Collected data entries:

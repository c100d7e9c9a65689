use async_trait::async_trait;
use sqlx::postgres::PgPool;
use sqlx::{PgConnection, Row};

use crate::domain::order::{Delivery, Order, OrderItem, Payment};

use super::{OrderRepository, PgTransactor, StoreError};

// ============================================================================
// PostgreSQL Order Store
// ============================================================================
//
// Mechanical table mapping for the four-part aggregate. The insert path runs
// inside one unit of work; the read path assembles the aggregate from the
// four tables with unscoped pool queries.
//
// ============================================================================

pub struct PgOrderStore {
    pool: PgPool,
    transactor: PgTransactor,
}

impl PgOrderStore {
    pub fn new(pool: PgPool) -> Self {
        Self {
            transactor: PgTransactor::new(pool.clone()),
            pool,
        }
    }

    async fn insert_all(conn: &mut PgConnection, order: &Order) -> Result<(), StoreError> {
        Self::insert_header(&mut *conn, order).await?;
        Self::insert_delivery(&mut *conn, order).await?;
        Self::insert_payment(&mut *conn, order).await?;
        Self::insert_items(&mut *conn, order).await?;
        Ok(())
    }

    async fn insert_header(conn: &mut PgConnection, order: &Order) -> Result<(), StoreError> {
        sqlx::query(
            "INSERT INTO orders (order_uid, track_number, entry, locale, internal_signature, \
             customer_id, delivery_service, shardkey, sm_id, date_created, oof_shard) \
             VALUES ($1, $2, $3, $4, $5, $6, $7, $8, $9, $10, $11)",
        )
        .bind(&order.order_uid)
        .bind(&order.track_number)
        .bind(&order.entry)
        .bind(&order.locale)
        .bind(&order.internal_signature)
        .bind(&order.customer_id)
        .bind(&order.delivery_service)
        .bind(&order.shardkey)
        .bind(order.sm_id)
        .bind(order.date_created)
        .bind(&order.oof_shard)
        .execute(&mut *conn)
        .await?;

        Ok(())
    }

    async fn insert_delivery(conn: &mut PgConnection, order: &Order) -> Result<(), StoreError> {
        sqlx::query(
            "INSERT INTO deliveries (order_uid, name, phone, zip, city, address, region, email) \
             VALUES ($1, $2, $3, $4, $5, $6, $7, $8)",
        )
        .bind(&order.order_uid)
        .bind(&order.delivery.name)
        .bind(&order.delivery.phone)
        .bind(&order.delivery.zip)
        .bind(&order.delivery.city)
        .bind(&order.delivery.address)
        .bind(&order.delivery.region)
        .bind(&order.delivery.email)
        .execute(&mut *conn)
        .await?;

        Ok(())
    }

    async fn insert_payment(conn: &mut PgConnection, order: &Order) -> Result<(), StoreError> {
        sqlx::query(
            "INSERT INTO payments (transaction, order_uid, request_id, currency, provider, \
             amount, payment_dt, bank, delivery_cost, goods_total, custom_fee) \
             VALUES ($1, $2, $3, $4, $5, $6, $7, $8, $9, $10, $11)",
        )
        .bind(&order.payment.transaction)
        .bind(&order.order_uid)
        .bind(&order.payment.request_id)
        .bind(&order.payment.currency)
        .bind(&order.payment.provider)
        .bind(order.payment.amount)
        .bind(order.payment.payment_dt)
        .bind(&order.payment.bank)
        .bind(order.payment.delivery_cost)
        .bind(order.payment.goods_total)
        .bind(order.payment.custom_fee)
        .execute(&mut *conn)
        .await?;

        Ok(())
    }

    async fn insert_items(conn: &mut PgConnection, order: &Order) -> Result<(), StoreError> {
        for item in &order.items {
            sqlx::query(
                "INSERT INTO items (order_uid, chrt_id, track_number, price, \
                 rid, name, sale, size, total_price, nm_id, brand, status) \
                 VALUES ($1, $2, $3, $4, $5, $6, $7, $8, $9, $10, $11, $12)",
            )
            .bind(&order.order_uid)
            .bind(item.chrt_id)
            .bind(&item.track_number)
            .bind(item.price)
            .bind(&item.rid)
            .bind(&item.name)
            .bind(item.sale)
            .bind(&item.size)
            .bind(item.total_price)
            .bind(item.nm_id)
            .bind(&item.brand)
            .bind(item.status)
            .execute(&mut *conn)
            .await?;
        }

        Ok(())
    }

    async fn fetch_delivery(&self, uid: &str) -> Result<Delivery, StoreError> {
        let row = sqlx::query(
            "SELECT name, phone, zip, city, address, region, email \
             FROM deliveries WHERE order_uid = $1",
        )
        .bind(uid)
        .fetch_one(&self.pool)
        .await?;

        Ok(Delivery {
            name: row.try_get("name")?,
            phone: row.try_get("phone")?,
            zip: row.try_get("zip")?,
            city: row.try_get("city")?,
            address: row.try_get("address")?,
            region: row.try_get("region")?,
            email: row.try_get("email")?,
        })
    }

    async fn fetch_payment(&self, uid: &str) -> Result<Payment, StoreError> {
        let row = sqlx::query(
            "SELECT transaction, request_id, currency, provider, amount, payment_dt, \
             bank, delivery_cost, goods_total, custom_fee \
             FROM payments WHERE order_uid = $1",
        )
        .bind(uid)
        .fetch_one(&self.pool)
        .await?;

        Ok(Payment {
            transaction: row.try_get("transaction")?,
            request_id: row.try_get("request_id")?,
            currency: row.try_get("currency")?,
            provider: row.try_get("provider")?,
            amount: row.try_get("amount")?,
            payment_dt: row.try_get("payment_dt")?,
            bank: row.try_get("bank")?,
            delivery_cost: row.try_get("delivery_cost")?,
            goods_total: row.try_get("goods_total")?,
            custom_fee: row.try_get("custom_fee")?,
        })
    }

    async fn fetch_items(&self, uid: &str) -> Result<Vec<OrderItem>, StoreError> {
        let rows = sqlx::query(
            "SELECT chrt_id, track_number, price, rid, name, sale, size, \
             total_price, nm_id, brand, status \
             FROM items WHERE order_uid = $1 ORDER BY id",
        )
        .bind(uid)
        .fetch_all(&self.pool)
        .await?;

        let mut items = Vec::with_capacity(rows.len());
        for row in rows {
            items.push(OrderItem {
                chrt_id: row.try_get("chrt_id")?,
                track_number: row.try_get("track_number")?,
                price: row.try_get("price")?,
                rid: row.try_get("rid")?,
                name: row.try_get("name")?,
                sale: row.try_get("sale")?,
                size: row.try_get("size")?,
                total_price: row.try_get("total_price")?,
                nm_id: row.try_get("nm_id")?,
                brand: row.try_get("brand")?,
                status: row.try_get("status")?,
            });
        }

        Ok(items)
    }
}

/// SQLSTATE 23505: the primary-key backstop fired because a concurrent writer
/// won the race for this identifier.
fn map_unique_violation(err: StoreError) -> StoreError {
    if let StoreError::Database(sqlx::Error::Database(db)) = &err {
        if db.code().as_deref() == Some("23505") {
            return StoreError::Duplicate;
        }
    }
    err
}

#[async_trait]
impl OrderRepository for PgOrderStore {
    async fn insert_aggregate(&self, order: &Order) -> Result<(), StoreError> {
        let mut uow = self.transactor.begin().await?;

        match Self::insert_all(uow.conn(), order).await {
            Ok(()) => uow.commit().await,
            Err(err) => {
                uow.rollback().await;
                Err(map_unique_violation(err))
            }
        }
    }

    async fn find_by_uid(&self, uid: &str) -> Result<Option<Order>, StoreError> {
        let header = sqlx::query(
            "SELECT track_number, entry, locale, internal_signature, customer_id, \
             delivery_service, shardkey, sm_id, date_created, oof_shard \
             FROM orders WHERE order_uid = $1",
        )
        .bind(uid)
        .fetch_optional(&self.pool)
        .await?;

        let Some(header) = header else {
            return Ok(None);
        };

        let delivery = self.fetch_delivery(uid).await?;
        let payment = self.fetch_payment(uid).await?;
        let items = self.fetch_items(uid).await?;

        Ok(Some(Order {
            order_uid: uid.to_string(),
            track_number: header.try_get("track_number")?,
            entry: header.try_get("entry")?,
            locale: header.try_get("locale")?,
            internal_signature: header.try_get("internal_signature")?,
            customer_id: header.try_get("customer_id")?,
            delivery_service: header.try_get("delivery_service")?,
            shardkey: header.try_get("shardkey")?,
            sm_id: header.try_get("sm_id")?,
            date_created: header.try_get("date_created")?,
            oof_shard: header.try_get("oof_shard")?,
            delivery,
            payment,
            items,
        }))
    }

    async fn load_all(&self) -> Result<Vec<Order>, StoreError> {
        let rows = sqlx::query("SELECT order_uid FROM orders")
            .fetch_all(&self.pool)
            .await?;

        let mut orders = Vec::with_capacity(rows.len());
        for row in rows {
            let uid: String = row.try_get("order_uid")?;
            if let Some(order) = self.find_by_uid(&uid).await? {
                orders.push(order);
            }
        }

        Ok(orders)
    }
}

Task goal: Reply with one number only, the count of lines above that hold the string "currency".

Answer space: 4